§ **WHAT IS NEEDED**:
From first line to last, write out the data precisely as shown.

§ **DATA LISTING**:

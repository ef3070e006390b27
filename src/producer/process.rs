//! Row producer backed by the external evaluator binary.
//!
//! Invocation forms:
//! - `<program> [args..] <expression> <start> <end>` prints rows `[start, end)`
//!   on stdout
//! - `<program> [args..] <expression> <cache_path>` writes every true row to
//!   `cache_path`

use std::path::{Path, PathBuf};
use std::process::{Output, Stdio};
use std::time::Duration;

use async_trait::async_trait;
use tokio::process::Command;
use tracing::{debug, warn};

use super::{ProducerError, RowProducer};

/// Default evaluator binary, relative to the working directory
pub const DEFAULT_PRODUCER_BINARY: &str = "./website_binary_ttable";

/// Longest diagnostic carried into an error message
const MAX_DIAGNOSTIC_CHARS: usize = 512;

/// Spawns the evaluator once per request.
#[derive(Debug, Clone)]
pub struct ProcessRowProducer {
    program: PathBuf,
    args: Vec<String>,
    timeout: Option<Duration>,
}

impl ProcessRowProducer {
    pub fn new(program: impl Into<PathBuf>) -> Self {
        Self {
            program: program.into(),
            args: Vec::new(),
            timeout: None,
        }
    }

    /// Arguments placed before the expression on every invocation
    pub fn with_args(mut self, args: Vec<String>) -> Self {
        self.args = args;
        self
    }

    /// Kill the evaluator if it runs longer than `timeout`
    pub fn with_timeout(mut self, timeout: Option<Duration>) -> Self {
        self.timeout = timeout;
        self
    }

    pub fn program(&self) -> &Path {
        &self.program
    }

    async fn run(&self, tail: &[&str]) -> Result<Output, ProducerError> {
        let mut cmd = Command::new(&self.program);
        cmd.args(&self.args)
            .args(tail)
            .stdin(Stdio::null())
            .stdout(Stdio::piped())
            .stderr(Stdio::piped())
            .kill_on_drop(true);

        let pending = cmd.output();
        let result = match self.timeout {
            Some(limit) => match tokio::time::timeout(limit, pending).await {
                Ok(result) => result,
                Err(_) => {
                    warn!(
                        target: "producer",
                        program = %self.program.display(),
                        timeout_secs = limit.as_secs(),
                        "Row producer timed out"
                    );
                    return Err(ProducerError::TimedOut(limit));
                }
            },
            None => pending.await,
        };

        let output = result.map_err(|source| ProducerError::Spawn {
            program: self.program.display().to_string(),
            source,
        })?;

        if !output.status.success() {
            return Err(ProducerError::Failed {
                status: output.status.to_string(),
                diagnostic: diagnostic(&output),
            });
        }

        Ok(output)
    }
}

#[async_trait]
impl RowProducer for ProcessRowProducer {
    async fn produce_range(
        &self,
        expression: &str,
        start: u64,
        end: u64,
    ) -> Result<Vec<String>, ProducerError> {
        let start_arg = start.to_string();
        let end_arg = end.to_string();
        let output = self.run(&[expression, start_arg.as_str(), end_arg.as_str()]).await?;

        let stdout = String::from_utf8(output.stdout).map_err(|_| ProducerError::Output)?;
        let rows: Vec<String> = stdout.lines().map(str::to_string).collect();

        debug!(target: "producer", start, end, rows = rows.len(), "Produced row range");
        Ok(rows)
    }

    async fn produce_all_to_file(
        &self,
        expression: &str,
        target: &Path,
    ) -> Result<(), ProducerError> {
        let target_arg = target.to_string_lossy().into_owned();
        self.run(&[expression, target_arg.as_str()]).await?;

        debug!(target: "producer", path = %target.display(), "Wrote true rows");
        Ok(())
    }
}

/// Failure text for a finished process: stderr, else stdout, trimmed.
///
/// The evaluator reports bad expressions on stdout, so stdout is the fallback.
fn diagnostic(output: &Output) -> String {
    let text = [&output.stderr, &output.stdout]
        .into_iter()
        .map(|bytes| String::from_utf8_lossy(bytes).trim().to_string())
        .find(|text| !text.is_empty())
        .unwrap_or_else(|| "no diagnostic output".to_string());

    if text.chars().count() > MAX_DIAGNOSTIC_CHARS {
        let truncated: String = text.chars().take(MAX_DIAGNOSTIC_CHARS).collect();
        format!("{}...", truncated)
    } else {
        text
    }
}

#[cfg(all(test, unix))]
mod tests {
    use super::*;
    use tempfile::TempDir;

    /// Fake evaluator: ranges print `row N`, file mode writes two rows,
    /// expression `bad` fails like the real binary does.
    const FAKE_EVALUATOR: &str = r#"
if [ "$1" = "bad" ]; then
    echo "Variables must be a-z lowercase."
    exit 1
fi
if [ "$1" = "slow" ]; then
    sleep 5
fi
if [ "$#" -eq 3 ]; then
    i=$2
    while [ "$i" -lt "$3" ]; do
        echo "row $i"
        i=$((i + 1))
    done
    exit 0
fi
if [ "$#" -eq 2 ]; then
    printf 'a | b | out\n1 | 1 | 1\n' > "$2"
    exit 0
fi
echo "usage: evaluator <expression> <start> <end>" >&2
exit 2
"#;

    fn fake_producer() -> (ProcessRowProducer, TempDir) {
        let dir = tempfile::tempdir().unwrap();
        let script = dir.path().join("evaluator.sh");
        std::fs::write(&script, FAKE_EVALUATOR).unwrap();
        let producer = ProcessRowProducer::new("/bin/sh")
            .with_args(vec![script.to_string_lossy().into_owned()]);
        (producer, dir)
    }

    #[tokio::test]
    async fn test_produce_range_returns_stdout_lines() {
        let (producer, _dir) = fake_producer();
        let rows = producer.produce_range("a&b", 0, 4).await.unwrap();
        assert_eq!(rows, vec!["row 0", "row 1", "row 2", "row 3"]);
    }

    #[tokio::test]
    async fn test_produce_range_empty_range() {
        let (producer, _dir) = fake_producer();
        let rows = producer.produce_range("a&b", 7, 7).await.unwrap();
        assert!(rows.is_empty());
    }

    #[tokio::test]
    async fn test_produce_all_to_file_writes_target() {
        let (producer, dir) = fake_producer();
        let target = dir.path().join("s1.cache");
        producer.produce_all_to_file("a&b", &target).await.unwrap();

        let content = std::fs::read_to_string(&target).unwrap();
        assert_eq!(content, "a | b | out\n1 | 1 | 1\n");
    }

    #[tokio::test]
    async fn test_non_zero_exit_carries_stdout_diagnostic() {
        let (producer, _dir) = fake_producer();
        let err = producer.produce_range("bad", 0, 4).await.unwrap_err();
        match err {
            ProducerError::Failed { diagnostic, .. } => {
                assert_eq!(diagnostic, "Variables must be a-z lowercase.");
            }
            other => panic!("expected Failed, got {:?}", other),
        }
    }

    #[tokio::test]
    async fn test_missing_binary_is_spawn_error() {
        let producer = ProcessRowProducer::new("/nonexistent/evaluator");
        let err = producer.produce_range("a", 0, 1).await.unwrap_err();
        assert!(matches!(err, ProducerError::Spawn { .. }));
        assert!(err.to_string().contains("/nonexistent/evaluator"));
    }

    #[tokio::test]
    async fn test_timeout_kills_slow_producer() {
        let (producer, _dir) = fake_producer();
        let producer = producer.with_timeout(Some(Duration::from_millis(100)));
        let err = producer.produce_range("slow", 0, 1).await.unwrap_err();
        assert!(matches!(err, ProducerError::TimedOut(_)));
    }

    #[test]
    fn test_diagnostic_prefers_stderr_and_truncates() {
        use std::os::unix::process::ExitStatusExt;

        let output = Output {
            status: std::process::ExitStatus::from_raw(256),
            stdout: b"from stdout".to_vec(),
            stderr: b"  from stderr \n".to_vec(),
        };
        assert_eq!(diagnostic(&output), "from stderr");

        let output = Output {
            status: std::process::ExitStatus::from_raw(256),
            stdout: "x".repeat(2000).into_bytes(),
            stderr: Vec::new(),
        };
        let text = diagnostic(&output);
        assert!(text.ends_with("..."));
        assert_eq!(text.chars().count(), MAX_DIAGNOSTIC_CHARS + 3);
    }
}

§ **YOUR RESPONSE**:
repository ef3070e006390b27
filename src/producer/process.rs
//! Row producer backed by the external evaluator binary.
//!
//! Invocation forms:
//! - `<program> [args..] <expression> <start> <end>` prints rows `[start, end)`
//!   on stdout
//! - `<program> [args..] <expression> <cache_path>` writes every true row to
//!   `cache_path`

use std::path::{Path, PathBuf};
use std::process::{Output, Stdio};
use std::time::Duration;

use async_trait::async_trait;
use tokio::process::Command;
use tracing::{debug, warn};

use super::{ProducerError, RowProducer};

/// Default evaluator binary, relative to the working directory
pub const DEFAULT_PRODUCER_BINARY: &str = "./website_binary_ttable";

/// Longest diagnostic carried into an error message
const MAX_DIAGNOSTIC_CHARS: usize = 512;

/// Spawns the evaluator once per request.
#[derive(Debug, Clone)]
pub struct ProcessRowProducer {
    program: PathBuf,
    args: Vec<String>,
    timeout: Option<Duration>,
}

impl ProcessRowProducer {
    pub fn new(program: impl Into<PathBuf>) -> Self {
        Self {
            program: program.into(),
            args: Vec::new(),
            timeout: None,
        }
    }

    /// Arguments placed before the expression on every invocation
    pub fn with_args(mut self, args: Vec<String>) -> Self {
        self.args = args;
        self
    }

    /// Kill the evaluator if it runs longer than `timeout`
    pub fn with_timeout(mut self, timeout: Option<Duration>) -> Self {
        self.timeout = timeout;
        self
    }

    pub fn program(&self) -> &Path {
        &self.program
    }

    async fn run(&self, tail: &[&str]) -> Result<Output, ProducerError> {
        let mut cmd = Command::new(&self.program);
        cmd.args(&self.args)
            .args(tail)
            .stdin(Stdio::null())
            .stdout(Stdio::piped())
            .stderr(Stdio::piped())
            .kill_on_drop(true);

        let pending = cmd.output();
        let result = match self.timeout {
            Some(limit) => match tokio::time::timeout(limit, pending).await {
                Ok(result) => result,
                Err(_) => {
                    warn!(
                        target: "producer",
                        program = %self.program.display(),
                        timeout_secs = limit.as_secs(),
                        "Row producer timed out"
                    );
                    return Err(ProducerError::TimedOut(limit));
                }
            },
            None => pending.await,
        };

        let output = result.map_err(|source| ProducerError::Spawn {
            program: self.program.display().to_string(),
            source,
        })?;

        if !output.status.success() {
            return Err(ProducerError::Failed {
                status: output.status.to_string(),
                diagnostic: diagnostic(&output),
            });
        }

        Ok(output)
    }
}

#[async_trait]
impl RowProducer for ProcessRowProducer {
    async fn produce_range(
        &self,
        expression: &str,
        start: u64,
        end: u64,
    ) -> Result<Vec<String>, ProducerError> {
        let start_arg = start.to_string();
        let end_arg = end.to_string();
        let output = self.run(&[expression, start_arg.as_str(), end_arg.as_str()]).await?;

        let stdout = String::from_utf8(output.stdout).map_err(|_| ProducerError::Output)?;
        let rows: Vec<String> = stdout.lines().map(str::to_string).collect();

        debug!(target: "producer", start, end, rows = rows.len(), "Produced row range");
        Ok(rows)
    }

    async fn produce_all_to_file(
        &self,
        expression: &str,
        target: &Path,
    ) -> Result<(), ProducerError> {
        let target_arg = target.to_string_lossy().into_owned();
        self.run(&[expression, target_arg.as_str()]).await?;

        debug!(target: "producer", path = %target.display(), "Wrote true rows");
        Ok(())
    }
}

/// Failure text for a finished process: stderr, else stdout, trimmed.
///
/// The evaluator reports bad expressions on stdout, so stdout is the fallback.
fn diagnostic(output: &Output) -> String {
    let text = [&output.stderr, &output.stdout]
        .into_iter()
        .map(|bytes| String::from_utf8_lossy(bytes).trim().to_string())
        .find(|text| !text.is_empty())
        .unwrap_or_else(|| "no diagnostic output".to_string());

    if text.chars().count() > MAX_DIAGNOSTIC_CHARS {
        let truncated: String = text.chars().take(MAX_DIAGNOSTIC_CHARS).collect();
        format!("{}...", truncated)
    } else {
        text
    }
}

#[cfg(all(test, unix))]
mod tests {
    use super::*;
    use tempfile::TempDir;

    /// Fake evaluator: ranges print `row N`, file mode writes two rows,
    /// expression `bad` fails like the real binary does.
    const FAKE_EVALUATOR: &str = r#"
if [ "$1" = "bad" ]; then
    echo "Variables must be a-z lowercase."
    exit 1
fi
if [ "$1" = "slow" ]; then
    sleep 5
fi
if [ "$#" -eq 3 ]; then
    i=$2
    while [ "$i" -lt "$3" ]; do
        echo "row $i"
        i=$((i + 1))
    done
    exit 0
fi
if [ "$#" -eq 2 ]; then
    printf 'a | b | out\n1 | 1 | 1\n' > "$2"
    exit 0
fi
echo "usage: evaluator <expression> <start> <end>" >&2
exit 2
"#;

    fn fake_producer() -> (ProcessRowProducer, TempDir) {
        let dir = tempfile::tempdir().unwrap();
        let script = dir.path().join("evaluator.sh");
        std::fs::write(&script, FAKE_EVALUATOR).unwrap();
        let producer = ProcessRowProducer::new("/bin/sh")
            .with_args(vec![script.to_string_lossy().into_owned()]);
        (producer, dir)
    }

    #[tokio::test]
    async fn test_produce_range_returns_stdout_lines() {
        let (producer, _dir) = fake_producer();
        let rows = producer.produce_range("a&b", 0, 4).await.unwrap();
        assert_eq!(rows, vec!["row 0", "row 1", "row 2", "row 3"]);
    }

    #[tokio::test]
    async fn test_produce_range_empty_range() {
        let (producer, _dir) = fake_producer();
        let rows = producer.produce_range("a&b", 7, 7).await.unwrap();
        assert!(rows.is_empty());
    }

    #[tokio::test]
    async fn test_produce_all_to_file_writes_target() {
        let (producer, dir) = fake_producer();
        let target = dir.path().join("s1.cache");
        producer.produce_all_to_file("a&b", &target).await.unwrap();

        let content = std::fs::read_to_string(&target).unwrap();
        assert_eq!(content, "a | b | out\n1 | 1 | 1\n");
    }

    #[tokio::test]
    async fn test_non_zero_exit_carries_stdout_diagnostic() {
        let (producer, _dir) = fake_producer();
        let err = producer.produce_range("bad", 0, 4).await.unwrap_err();
        match err {
            ProducerError::Failed { diagnostic, .. } => {
                assert_eq!(diagnostic, "Variables must be a-z lowercase.");
            }
            other => panic!("expected Failed, got {:?}", other),
        }
    }

    #[tokio::test]
    async fn test_missing_binary_is_spawn_error() {
        let producer = ProcessRowProducer::new("/nonexistent/evaluator");
        let err = producer.produce_range("a", 0, 1).await.unwrap_err();
        assert!(matches!(err, ProducerError::Spawn { .. }));
        assert!(err.to_string().contains("/nonexistent/evaluator"));
    }

    #[tokio::test]
    async fn test_timeout_kills_slow_producer() {
        let (producer, _dir) = fake_producer();
        let producer = producer.with_timeout(Some(Duration::from_millis(100)));
        let err = producer.produce_range("slow", 0, 1).await.unwrap_err();
        assert!(matches!(err, ProducerError::TimedOut(_)));
    }

    #[test]
    fn test_diagnostic_prefers_stderr_and_truncates() {
        use std::os::unix::process::ExitStatusExt;

        let output = Output {
            status: std::process::ExitStatus::from_raw(256),
            stdout: b"from stdout".to_vec(),
            stderr: b"  from stderr \n".to_vec(),
        };
        assert_eq!(diagnostic(&output), "from stderr");

        let output = Output {
            status: std::process::ExitStatus::from_raw(256),
            stdout: "x".repeat(2000).into_bytes(),
            stderr: Vec::new(),
        };
        let text = diagnostic(&output);
        assert!(text.ends_with("..."));
        assert_eq!(text.chars().count(), MAX_DIAGNOSTIC_CHARS + 3);
    }
}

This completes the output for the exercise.